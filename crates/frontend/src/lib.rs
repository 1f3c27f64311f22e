pub mod app;
pub mod domain;
pub mod layout;
pub mod routes;
pub mod shared;
pub mod system;

use leptos::prelude::*;
use wasm_bindgen::prelude::wasm_bindgen;

#[wasm_bindgen]
pub fn hydrate() {
    let (config, config_error) = match shared::config::load_config() {
        Ok(config) => (config, None),
        Err(e) => (shared::config::AppConfig::default(), Some(e)),
    };

    // initializes logging using the `log` crate
    _ = console_log::init_with_level(config.logging.level());
    console_error_panic_hook::set_once();

    if let Some(e) = config_error {
        log::warn!("invalid config override, using defaults: {:#}", e);
    }

    leptos::mount::mount_to_body(move || view! { <app::App config=config /> });
}

#[wasm_bindgen(start)]
pub fn start() {
    hydrate();
}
_ _ _ _ _
Task details => Look through the entries above and find each line where the word "prelude" occurs; copy those lines.

Response box =>
use leptos::prelude::*;
use wasm_bindgen::prelude::wasm_bindgen;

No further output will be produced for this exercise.